BY CAROL GLATZ
SOME CHRISTIANS in the northern Iraqi city of Mosul have become the victims of extortion as unknown terrorist groups threaten to kill them or kidnap family members if they do not pay large sums of cash, two Iraqi priests have said.
One 43-year-old Christian man, married with three children, “was killed last week because he didn’t pay,” said Dominican Fr Mekhail Nageeb of Nineveh, near Mosul.
After a group of unidentified men went to the man’s workplace to extract money from him “he tried not to pay and he ran out, so they killed him,” said the Iraqi-born priest, who is the Dominicans’ superior in Mosul.

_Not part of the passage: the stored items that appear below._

//! # block-audio
//!
//! Fixed-size PCM block streaming with a per-block transform, in two modes:
//!
//! - **Offline**: read a file, transform every block, write a file, as fast
//!   as the CPU allows ([`CodecStream`]).
//! - **Online**: run a live hardware device, optionally fed from a file
//!   and/or recorded to a file, driven by the driver's real-time callback
//!   thread ([`DeviceStream`]).
//!
//! Both modes sit behind one facade, [`BlockAudio`], selected with a single
//! `offline` flag.
//!
//! ## Quick Start
//!
//! ```rust,ignore
//! use block_audio::{BlockAudio, SampleFormat};
//!
//! // Offline: copy input.wav to output.wav block by block.
//! let mut stream = BlockAudio::builder()
//!     .offline(true)
//!     .format(SampleFormat::F32)
//!     .channels(1)
//!     .sample_rate(44_100)
//!     .frame_count(128)
//!     .input_file("input.wav")
//!     .output_file("output.wav")
//!     .build()?;
//!
//! stream.start(|input, output, _frame_count| {
//!     let input = input.expect("offline streams always have input");
//!     let mut output = output.expect("offline streams always have output");
//!     output.as_bytes_mut().copy_from_slice(input.as_bytes());
//! })?;
//! ```
//!
//! ## Architecture
//!
//! The crate maintains a strict thread boundary in online mode:
//!
//! - **Driver thread**: the hardware layer invokes the data callback once
//!   per audio period; one invocation in flight per device, never concurrent
//!   with itself.
//! - **Watcher thread**: spawned by [`Device::start()`], parked on a condvar;
//!   performs the blocking device halt on behalf of `stop()`.
//! - **Caller thread**: calls `start()`/`stop()`; `stop()` is safe from any
//!   thread, *including from inside the data callback itself* (a transform
//!   that decides "no more data" may stop its own stream).
//!
//! Offline mode is purely single-threaded and synchronous.

// Audio code requires intentional numeric casts between sample formats
#![warn(missing_docs)]
#![allow(
    clippy::cast_precision_loss,
    clippy::cast_possible_truncation,
    clippy::cast_sign_loss,
    clippy::cast_possible_wrap,
    clippy::cast_lossless
)]
#![allow(clippy::missing_panics_doc, clippy::missing_errors_doc)]

pub mod backend;
mod block;
mod builder;
mod config;
mod device;
mod error;
mod event;
pub mod format;
mod sink;
mod source;
mod stream;

pub use block::{Frames, FramesMut, Sample};
pub use builder::{BlockAudio, BlockAudioBuilder};
pub use config::StreamSpec;
pub use device::{Device, DeviceState, DeviceType, StopHandle};
pub use error::BlockAudioError;
pub use event::{event_callback, EventCallback, StopCallback, StreamEvent};
pub use format::SampleFormat;
pub use sink::{EncodingFormat, FrameSink};
pub use source::{audio_file_info, AudioFileInfo, FrameSource, SourceConfig};
pub use stream::{CodecStream, DeviceStream, Stream, TransformCallback};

Fr Nageeb said he knows about “more than 10 or 15 people” in Mosul who have been forced to pay exorbitant sums of money to anonymous groups who have threatened to kill the victim or abduct family members.

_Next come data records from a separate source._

//! Live audio device lifecycle.
//!
//! [`Device`] owns one hardware endpoint through a [`Backend`] and exposes a
//! start/stop pair that is safe from any thread, including from inside the
//! data callback itself. Three threads cooperate:
//!
//! - The **caller thread** runs `start()` and `stop()`.
//! - The **driver thread** runs the data callback; the backend owns it.
//! - The **watcher thread** is spawned by `start()` and parks on a condvar.
//!   Every stop request is routed through it, because halting the endpoint
//!   joins the driver thread and therefore must never run *on* the driver
//!   thread.
//!
//! `stop()` records which thread last ran the data callback. When `stop()`
//! is invoked from that same thread (a transform stopping its own stream),
//! it only wakes the watcher and returns; waiting for the halt there would
//! deadlock. The stop callback, fired by the watcher after the endpoint has
//! fully halted, is the "truly stopped" signal for that case.

use std::sync::{Arc, Condvar, Mutex};
use std::thread::{self, JoinHandle, ThreadId};

use tracing::{debug, warn};

use crate::backend::{Backend, DataCallback};
use crate::config::StreamSpec;
use crate::error::BlockAudioError;
use crate::event::StopCallback;

/// Lifecycle state of a [`Device`].
#[derive(Debug, Clone, Copy, PartialEq, Eq, Default)]
pub enum DeviceState {
    /// No endpoint is bound yet.
    #[default]
    Uninitialized,
    /// Endpoint bound, not running.
    Stopped,
    /// `start()` is activating the endpoint.
    Starting,
    /// Running; the data callback is eligible to fire.
    Started,
    /// The watcher is halting the endpoint.
    Stopping,
}

/// Which direction(s) a [`Device`] moves audio in.
#[derive(Debug, Clone, Copy, PartialEq, Eq)]
pub enum DeviceType {
    /// Output only; the data callback fills the output block.
    Playback,
    /// Input only; the data callback receives the input block.
    Capture,
    /// Input and output simultaneously.
    Duplex,
    /// Captures what the system is playing back, where the platform
    /// supports it.
    Loopback,
}

struct Control {
    state: DeviceState,
    stop_requested: bool,
}

struct Shared {
    control: Mutex<Control>,
    stop_signal: Condvar,
    /// Thread the data callback last ran on; refreshed every invocation.
    callback_thread: Mutex<Option<ThreadId>>,
}

impl Shared {
    /// Flags a stop and wakes the watcher. Returns whether the device was
    /// running so that duplicate requests stay silent no-ops.
    fn request_stop(&self) -> bool {
        let mut control = self.control.lock().unwrap();
        if !matches!(control.state, DeviceState::Starting | DeviceState::Started) {
            return false;
        }
        control.stop_requested = true;
        drop(control);
        self.stop_signal.notify_all();
        true
    }

    /// True only in `Started`: a caller racing `start()` must not observe
    /// a running device before activation has succeeded.
    fn is_started(&self) -> bool {
        matches!(self.control.lock().unwrap().state, DeviceState::Started)
    }

    fn on_callback_thread(&self) -> bool {
        *self.callback_thread.lock().unwrap() == Some(thread::current().id())
    }
}

/// A cloneable handle for stopping a stream without owning it.
///
/// This is how a transform stops its own stream: the handle only flags the
/// request (and, for a live device, wakes the watcher), never waits for the
/// halt, so it is safe on any thread including the driver's. Completion is
/// observable through the stop callback or [`StopHandle::is_started`].
#[derive(Clone)]
pub struct StopHandle {
    inner: HandleInner,
}

#[derive(Clone)]
enum HandleInner {
    /// Live device; routes through the watcher protocol.
    Device(Arc<Shared>),
    /// Offline loop guard; `false` means stopped.
    Flag(Arc<std::sync::atomic::AtomicBool>),
}

impl StopHandle {
    pub(crate) fn for_flag(flag: Arc<std::sync::atomic::AtomicBool>) -> Self {
        Self {
            inner: HandleInner::Flag(flag),
        }
    }

    /// Requests a stop. No-op if the stream is not running.
    pub fn stop(&self) {
        match &self.inner {
            HandleInner::Device(shared) => {
                shared.request_stop();
            }
            HandleInner::Flag(flag) => {
                flag.store(false, std::sync::atomic::Ordering::Release);
            }
        }
    }

    /// Returns whether the stream is currently running.
    #[must_use]
    pub fn is_started(&self) -> bool {
        match &self.inner {
            HandleInner::Device(shared) => shared.is_started(),
            HandleInner::Flag(flag) => flag.load(std::sync::atomic::Ordering::Acquire),
        }
    }
}

impl std::fmt::Debug for StopHandle {
    fn fmt(&self, f: &mut std::fmt::Formatter<'_>) -> std::fmt::Result {
        f.debug_struct("StopHandle")
            .field("started", &self.is_started())
            .finish()
    }
}

/// One live hardware endpoint.
///
/// Exactly one `Device` exists per endpoint handle; dropping it stops the
/// endpoint first if still running.
pub struct Device {
    backend: Arc<Mutex<Box<dyn Backend>>>,
    device_type: DeviceType,
    spec: StreamSpec,
    shared: Arc<Shared>,
    watcher: Option<JoinHandle<()>>,
}

impl Device {
    /// Binds a device around `backend`.
    ///
    /// Fails with `InvalidConfig` if the spec is malformed. The endpoint
    /// itself is not opened until [`Device::start`].
    pub fn new(
        backend: Box<dyn Backend>,
        device_type: DeviceType,
        spec: StreamSpec,
    ) -> Result<Self, BlockAudioError> {
        spec.validate()?;
        Ok(Self {
            backend: Arc::new(Mutex::new(backend)),
            device_type,
            spec,
            shared: Arc::new(Shared {
                control: Mutex::new(Control {
                    state: DeviceState::Stopped,
                    stop_requested: false,
                }),
                stop_signal: Condvar::new(),
                callback_thread: Mutex::new(None),
            }),
            watcher: None,
        })
    }

    /// Returns the device direction.
    #[must_use]
    pub fn device_type(&self) -> DeviceType {
        self.device_type
    }

    /// Returns the stream configuration.
    #[must_use]
    pub fn spec(&self) -> &StreamSpec {
        &self.spec
    }

    /// Returns the current lifecycle state.
    #[must_use]
    pub fn state(&self) -> DeviceState {
        self.shared.control.lock().unwrap().state
    }

    /// Returns whether the device is between a successful [`Device::start`]
    /// and a completed stop.
    #[must_use]
    pub fn is_started(&self) -> bool {
        self.shared.is_started()
    }

    /// Returns a handle that can request a stop from any thread.
    #[must_use]
    pub fn stop_handle(&self) -> StopHandle {
        StopHandle {
            inner: HandleInner::Device(Arc::clone(&self.shared)),
        }
    }

    /// Activates the endpoint and spawns the watcher.
    ///
    /// `data_callback` runs on the driver thread, once per block. The
    /// optional `stop_callback` fires exactly once per started cycle, after
    /// the endpoint has fully halted, regardless of which thread requested
    /// the stop. Starting an already started device is a `Device` error.
    pub fn start(
        &mut self,
        data_callback: DataCallback,
        stop_callback: Option<StopCallback>,
    ) -> Result<(), BlockAudioError> {
        {
            let mut control = self.shared.control.lock().unwrap();
            if matches!(control.state, DeviceState::Starting | DeviceState::Started) {
                return Err(BlockAudioError::device("device is already started"));
            }
            control.state = DeviceState::Starting;
            control.stop_requested = false;
        }
        // Reap the watcher from a cycle that ended in a self-stop
        if let Some(stale) = self.watcher.take() {
            let _ = stale.join();
        }
        *self.shared.callback_thread.lock().unwrap() = None;

        // Record the driver thread on every invocation; the driver may
        // migrate the callback between threads across periods.
        let shared = Arc::clone(&self.shared);
        let mut inner = data_callback;
        let wrapped: DataCallback = Box::new(move |input, output, frame_count| {
            *shared.callback_thread.lock().unwrap() = Some(thread::current().id());
            inner(input, output, frame_count);
        });

        let activated = self
            .backend
            .lock()
            .unwrap()
            .activate(self.device_type, &self.spec, wrapped);
        if let Err(e) = activated {
            self.shared.control.lock().unwrap().state = DeviceState::Stopped;
            return Err(e);
        }
        self.shared.control.lock().unwrap().state = DeviceState::Started;
        debug!(device_type = ?self.device_type, "device started");

        let shared = Arc::clone(&self.shared);
        let backend = Arc::clone(&self.backend);
        let spawned = thread::Builder::new()
            .name("device-watcher".into())
            .spawn(move || {
                let mut control = shared.control.lock().unwrap();
                while !control.stop_requested {
                    control = shared.stop_signal.wait(control).unwrap();
                }
                control.state = DeviceState::Stopping;
                drop(control);

                // Joins the driver thread; this is why the halt lives here
                // and never on the caller or driver thread directly.
                if let Err(e) = backend.lock().unwrap().deactivate() {
                    warn!(error = %e, "device halt reported an error");
                }

                shared.control.lock().unwrap().state = DeviceState::Stopped;
                debug!("device stopped");
                if let Some(callback) = stop_callback {
                    callback();
                }
            });
        match spawned {
            Ok(watcher) => {
                self.watcher = Some(watcher);
                Ok(())
            }
            Err(e) => {
                // No watcher means nothing can ever halt the endpoint, so
                // undo the activation here
                let _ = self.backend.lock().unwrap().deactivate();
                self.shared.control.lock().unwrap().state = DeviceState::Stopped;
                Err(BlockAudioError::device(e))
            }
        }
    }

    /// Stops the endpoint.
    ///
    /// From any thread but the driver's, blocks until the endpoint has fully
    /// halted and the stop callback has run. From inside the data callback
    /// it only schedules the halt and returns immediately; the stop callback
    /// signals completion. Stopping a device that is not running is a no-op.
    pub fn stop(&mut self) -> Result<(), BlockAudioError> {
        self.shared.request_stop();

        if self.shared.on_callback_thread() {
            debug!("stop requested from the data callback, halt deferred to watcher");
            return Ok(());
        }

        if let Some(watcher) = self.watcher.take() {
            watcher
                .join()
                .map_err(|_| BlockAudioError::device("watcher thread panicked"))?;
        }
        Ok(())
    }
}

impl Drop for Device {
    fn drop(&mut self) {
        if let Err(e) = self.stop() {
            warn!(error = %e, "device stop on drop failed");
        }
        if let Some(watcher) = self.watcher.take() {
            let _ = watcher.join();
        }
    }
}

impl std::fmt::Debug for Device {
    fn fmt(&self, f: &mut std::fmt::Formatter<'_>) -> std::fmt::Result {
        f.debug_struct("Device")
            .field("device_type", &self.device_type)
            .field("spec", &self.spec)
            .field("state", &self.state())
            .finish_non_exhaustive()
    }
}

The amount of money terrorists demand from an individual can run anywhere from £50,000 to £75,000, he said, forcing many to sell their homes, furnishings, properties or beg relatives or neighbours for cash. Others, he said, simply flee Iraq for a brief period in the hopes of escaping the threats.
“It’s a really catastrophic problem now,” he said.
Chaldean Fr Sabah Patto said that Christians are sometimes told they are paying a “protection tax”.
He said the terrorists tell them: “We are protecting you, so you have to pay us.” Fr Patto, who was born in the northern Iraqi town of Zakho, has been responsible for the Chaldean community in Germany since 2002. Though he is based in Munich he said he often hears news about what is happening to the Chaldean and other Christian communities in Iraq. He said some Muslim religious leaders in Mosul were telling people to not buy homes or property from Christians “because they will become free [at no cost] for people” after the Christian owners are forced to flee the area.
Muslim elements “are encouraging the Christians to leave their country and to leave their properties and everything, and nobody is buying from them,” Fr Patto said, adding that some fundamentalist groups claim that an act of violence against a non-Muslim was “not a sin or there is no problem in it because the unbeliever is wrong”.